HOW TO COMPLETE THIS TASK: Each line from the line containing "second.extend_from_slice(&salt);" through the last line of the entries is to be reproduced exactly as it stands.
[EXERCISE DATA Boundary: Start]
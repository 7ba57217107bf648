//! Unit tests for host key parsing.

use russh::keys::ssh_key::{LineEnding, rand_core::OsRng};
use russh::keys::{Algorithm, PrivateKey};

use super::*;

fn encrypted_pem(cipher: &str) -> String {
    format!(
        "{RSA_PEM_BEGIN}\nProc-Type: 4,ENCRYPTED\nDEK-Info: {cipher},0011223344556677\n\nAAAA\nBBBB\n{RSA_PEM_END}\n"
    )
}

#[test]
fn parses_openssh_keys() {
    let key = PrivateKey::random(&mut OsRng, Algorithm::Ed25519).unwrap();
    let pem = key.to_openssh(LineEnding::LF).unwrap();

    let parsed = parse_private_key(&pem, None).unwrap();
    assert_eq!(parsed.public_key(), key.public_key());
}

#[test]
fn rejects_garbage() {
    let err = parse_private_key("definitely not a key", None).unwrap_err();
    assert!(matches!(err, BastionError::HostKeyParse(_)), "unexpected error: {err}");
}

#[test]
fn missing_file_reports_path() {
    let err = load_host_key(Path::new("/nonexistent/bastion/id_rsa"), None).unwrap_err();
    match err {
        BastionError::HostKeyRead { path, .. } => assert!(path.ends_with("id_rsa")),
        other => panic!("unexpected error: {other}"),
    }
}

#[test]
fn legacy_pem_headers_are_split_from_body() {
    let pem = LegacyPem::parse(&encrypted_pem("DES-EDE3-CBC")).unwrap();
    assert!(pem.is_encrypted());
    assert_eq!(pem.headers.get("DEK-Info").map(String::as_str), Some("DES-EDE3-CBC,0011223344556677"));
    assert_eq!(pem.body, "AAAABBBB");
}

#[test]
fn plain_legacy_pem_has_no_headers() {
    let pem = LegacyPem::parse(&format!("{RSA_PEM_BEGIN}\nAAAA\nBBBB\n{RSA_PEM_END}\n")).unwrap();
    assert!(!pem.is_encrypted());
    assert!(pem.headers.is_empty());
    assert_eq!(pem.body, "AAAABBBB");
}

#[test]
fn encrypted_legacy_pem_requires_passphrase() {
    let err = parse_private_key(&encrypted_pem("DES-EDE3-CBC"), None).unwrap_err();
    assert!(err.to_string().contains("passphrase"), "unexpected error: {err}");
}

#[test]
fn unsupported_legacy_cipher_is_named() {
    let err = parse_private_key(&encrypted_pem("AES-128-CBC"), Some("secret")).unwrap_err();
    assert!(err.to_string().contains("AES-128-CBC"), "unexpected error: {err}");
}

#[test]
fn evp_bytes_to_key_chains_md5_blocks() {
    let salt = [1u8, 2, 3, 4, 5, 6, 7, 8];
    let key = evp_bytes_to_key(b"password", &salt, 24);
    assert_eq!(key.len(), 24);

    let mut first = b"password".to_vec();
    first.extend_from_slice(&salt);
    let d1 = md5::compute(&first).0;
    assert_eq!(&key[..16], &d1[..]);

    let mut second = d1.to_vec();
    second.extend_from_slice(b"password");
    second.extend_from_slice(&salt);
    let d2 = md5::compute(&second).0;
    assert_eq!(&key[16..], &d2[..8]);
}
[EXERCISE DATA Boundary: End]
RESPONSE TO THIS TASK:
    second.extend_from_slice(&salt);
    let d2 = md5::compute(&second).0;
    assert_eq!(&key[16..], &d2[..8]);
}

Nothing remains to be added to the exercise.